Pese a las sucesivas derrotas,
los comanches parecían siempre dispuestos a volver y el virrey de Nueva España
decidió atajar de una vez el problema de la frontera norte. Hacía falta dar un
golpe a los salvajes del que ni ellos pudiesen recuperarse. Afortunadamente,
tenía al hombre adecuado.
Juan Bautista de Anza y la caza de Cuerno Verde
En 1736, en la población de
Fronteras, provincia de Sonora (que englobaba las actuales Sonora, en Méjico, y
Arizona, en Estados Unidos) nació Juan Bautista de Anza. Por rama paterna tenía
ascendencia vasca, de Guipúzcoa, y su familia materna era de militares
asentados hacía varias generaciones en América. Tanto su padre como su abuelo
eran oficiales del ejército español destacado en el norte de Nueva España. Con
solo cinco años quedo huérfano de padre por una emboscada de los apaches. Como
no podía ser de otra forma, el joven se alistó en cuanto tuvo edad en los
dragones de cuera y en 1754 fue nombrado cadete de la caballería presidial.
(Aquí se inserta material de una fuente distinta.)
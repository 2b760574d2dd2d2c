pub mod api;
use api::*;

use num_traits::*;


#[derive(Debug)]
pub struct KeyboardBacklight {
    conn: xous::CID,
}
impl KeyboardBacklight {
    pub fn new(xns: &xous_names::XousNames) -> Result<Self, xous::Error> {
        let conn = xns.request_connection_blocking(api::KBB_SERVER_NAME).expect("Can't connect to KBD");
        Ok(KeyboardBacklight {
            conn,
        })
    }

    pub fn cid(&self) -> xous::CID {
        self.conn
    }

    pub fn enabled(&self) -> Result<bool, xous::Error> {
        match xous::send_message(self.conn,
            xous::Message::new_blocking_scalar(KbbOps::Status.to_usize().unwrap(),
                0,
                0,
                0,
                0
            )
        ) {
            Ok(xous::Result::Scalar1(last_state)) => {
                if last_state == 1 {
                    Ok(true)
                } else {
                    Ok(false)
                }
            }
            _ => {
                Err(xous::Error::InternalError)
            }
        }
    }
}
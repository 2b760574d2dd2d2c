// this code is based on https://github.com/Keats/rust-bcrypt
// the original crate is not used directly because the base64 wrappers cause the crate
// to be incompatible with a no-std environment. We are storing binary data directly
// in our use case.

// Cost constants
#[allow(dead_code)]
const MIN_COST: u32 = 4;
#[allow(dead_code)]
const MAX_COST: u32 = 31;

use blowfish::Blowfish;

fn setup(cost: u32, salt: &[u8], key: &[u8]) -> Blowfish {
    assert!(cost < 32);
    let mut state = Blowfish::bc_init_state();

    state.salted_expand_key(salt, key);
    for _ in 0..1u32 << cost {
        state.bc_expand_key(key);
        state.bc_expand_key(salt);
    }

    state
}

pub fn bcrypt(cost: u32, salt: &[u8], pw: &str, output: &mut [u8]) {
    assert!(salt.len() == 16);
    assert!(output.len() == 24);

    let pw_len = if pw.len() > 72 {
        log::warn!("password of length {} is truncated to 72 bytes [reason: bcrypt limitation]", pw.len());
        72
    } else {
        pw.len() + 1
    };
    let mut plaintext_copy: [u8; 73] = [0; 73];
    for (src, dst) in pw.bytes().zip(plaintext_copy.iter_mut()) {
        *dst = src;
    }
    plaintext_copy[72] = 0; // always null terminate

    // this function takes the plaintext key and uses it to prime a ~4k region of stack with an s-box
    // that's used for the round function. The upstream Rust crypto crate does not wipe the sbox after use.
    // however, it seems non-trivial to reverse the original password from the s-boxes.
    let state = setup(cost, salt, &plaintext_copy[..pw_len]);

    // erase the plaintext copy as soon as we're done with it
    // an unsafe method is used because the compiler will correctly reason that plaintext_copy goes out of
    // scope and these writes are never read, and therefore they may be optimized out.
    let pt_ptr = plaintext_copy.as_mut_ptr();
    for i in 0..plaintext_copy.len() {
        unsafe {
            pt_ptr.add(i).write_volatile(core::mem::zeroed());
        }
    }
    core::sync::atomic::compiler_fence(core::sync::atomic::Ordering::SeqCst);

    // OrpheanBeholderScryDoubt
    #[allow(clippy::unreadable_literal)]
    let mut ctext = [0x4f727068, 0x65616e42, 0x65686f6c, 0x64657253, 0x63727944, 0x6f756274];
    for i in 0..3 {
        let i: usize = i * 2;
        for _ in 0..64 {
            let (l, r) = state.bc_encrypt(ctext[i], ctext[i + 1]);
            ctext[i] = l;
            ctext[i + 1] = r;
        }

        let buf = ctext[i].to_be_bytes();
        output[i * 4..][..4].copy_from_slice(&buf);
        let buf = ctext[i + 1].to_be_bytes();
        output[(i + 1) * 4..][..4].copy_from_slice(&buf);
    }
}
Ascendió a teniente dos años después y en 1759 fue nombrado capitán del
presidio de San Ignacio de Tubac (actual Arizona). El 24 de junio de 1761 se
casó con Ana María Pérez Serrano en Arizpe, Sonora. Por aquel entonces ya era
un reconocido oficial con experiencia en la guerra fronteriza, pero sería entre
1766 y 1773 cuando alcanzaría renombre en las campañas contra los apaches y los
indios seris, en las cuales también consiguió ser herido cuatro veces.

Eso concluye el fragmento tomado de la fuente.